Isozyme expression of phosphofructokinase (PFK), the key regulatory enzyme for glycolysis, was studied during differentiation of mouse C2 myoblasts to myotubes. The total PFK activity increased 20-fold during in vitro myogenesis. The rate of synthesis, relative to the rate of total protein synthesis, measured by pulse labeling and immunoprecipitation was lowest for muscle PFK (PFK-A), 0.008% in myoblasts, while those for liver (PFK-B) and brain (PFK-C) PFK were 0.017 and 0.014%, respectively. The relative rate of PFK-A synthesis increased sharply (5-fold) at an initial period of differentiation (8 h) and reached maximum of 10-fold at 48 h, to make PFK-A the major isoform synthesized in myotubes.
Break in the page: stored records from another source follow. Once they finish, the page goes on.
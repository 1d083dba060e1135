//! EIP-712 digest of a batch of calls.
//!
//! The encoding is fixed: any change here breaks every signature produced off-platform.

use alloy_primitives::{keccak256, Address, B256, U256};

use crate::abi::Call;

pub const DOMAIN_NAME: &str = "HookAccount";
pub const DOMAIN_VERSION: &str = "1";

pub const DOMAIN_TYPE: &[u8] =
    b"EIP712Domain(string name,string version,uint256 chainId,address verifyingContract)";
pub const CALL_TYPE: &[u8] = b"Call(address target,uint256 value,bytes callData,bool allowFailure)";
/// `encodeType(Hooks)`: the primary type followed by its referenced `Call` type.
pub const HOOKS_TYPE: &[u8] = b"Hooks(Call[] calls,bytes32 nonce)Call(address target,uint256 value,bytes callData,bool allowFailure)";

fn address_word(address: Address) -> [u8; 32] {
    let mut padded = [0u8; 32];
    padded[12..32].copy_from_slice(address.as_slice());
    padded
}

fn bool_word(flag: bool) -> [u8; 32] {
    let mut padded = [0u8; 32];
    padded[31] = flag as u8;
    padded
}

/// Domain separator binding the protocol name/version, the network and one account.
pub fn domain_separator(chain_id: u64, verifying_contract: Address) -> B256 {
    let mut buf = Vec::with_capacity(32 * 5);
    buf.extend_from_slice(keccak256(DOMAIN_TYPE).as_slice());
    buf.extend_from_slice(keccak256(DOMAIN_NAME.as_bytes()).as_slice());
    buf.extend_from_slice(keccak256(DOMAIN_VERSION.as_bytes()).as_slice());
    buf.extend_from_slice(&U256::from(chain_id).to_be_bytes::<32>());
    buf.extend_from_slice(&address_word(verifying_contract));
    keccak256(buf)
}

/// `hashStruct(Call)`; the payload is hashed, every other field is one word.
pub fn hash_call(call: &Call) -> B256 {
    let mut buf = Vec::with_capacity(32 * 5);
    buf.extend_from_slice(keccak256(CALL_TYPE).as_slice());
    buf.extend_from_slice(&address_word(call.target));
    buf.extend_from_slice(&call.value.to_be_bytes::<32>());
    buf.extend_from_slice(keccak256(&call.callData).as_slice());
    buf.extend_from_slice(&bool_word(call.allowFailure));
    keccak256(buf)
}

/// Hash of the ordered per-call digests (EIP-712 encoding of `Call[]`).
pub fn hash_calls(calls: &[Call]) -> B256 {
    let mut buf = Vec::with_capacity(32 * calls.len());
    for call in calls {
        buf.extend_from_slice(hash_call(call).as_slice());
    }
    keccak256(buf)
}

/// `hashStruct(Hooks)` over `{calls, nonce}`.
pub fn hash_hooks(calls: &[Call], nonce: B256) -> B256 {
    let mut buf = Vec::with_capacity(32 * 3);
    buf.extend_from_slice(keccak256(HOOKS_TYPE).as_slice());
    buf.extend_from_slice(hash_calls(calls).as_slice());
    buf.extend_from_slice(nonce.as_slice());
    keccak256(buf)
}

/// `keccak256("\x19\x01" || domainSeparator || structHash)`.
pub fn typed_data_digest(domain_separator: B256, struct_hash: B256) -> B256 {
    let mut buf = Vec::with_capacity(2 + 32 + 32);
    buf.extend_from_slice(b"\x19\x01");
    buf.extend_from_slice(domain_separator.as_slice());
    buf.extend_from_slice(struct_hash.as_slice());
    keccak256(buf)
}

/// The digest an account admin signs for `calls` under `nonce`.
pub fn hooks_digest(chain_id: u64, account: Address, calls: &[Call], nonce: B256) -> B256 {
    typed_data_digest(domain_separator(chain_id, account), hash_hooks(calls, nonce))
}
The relative rates of synthesis for both PFK-B and PFK-C did not change drastically, decreasing slightly at 8 h, but were restored to 1.5-2-fold of myoblasts. cDNA sequences coding for mouse muscle PFK were cloned and used along with those for mouse liver PFK, which we have previously cloned, to measure by Northern blot analysis under highly stringent conditions the steady-state mRNA concentrations for muscle and liver PFK during C2 differentiation. The hybridizable mRNA level for PFK-A increased gradually, reaching 13-fold at 48 h when 80% of cells was fused to myotubes. The PFK-A mRNA level at 96 h was 90-fold of that for myoblasts. In contrast, the mRNA level for PFK-B increased slightly during differentiation, showing a maximum of 4-fold at 96 h. These results indicate isozyme-specific control of muscle PFK gene expression during C2 myoblast differentiation.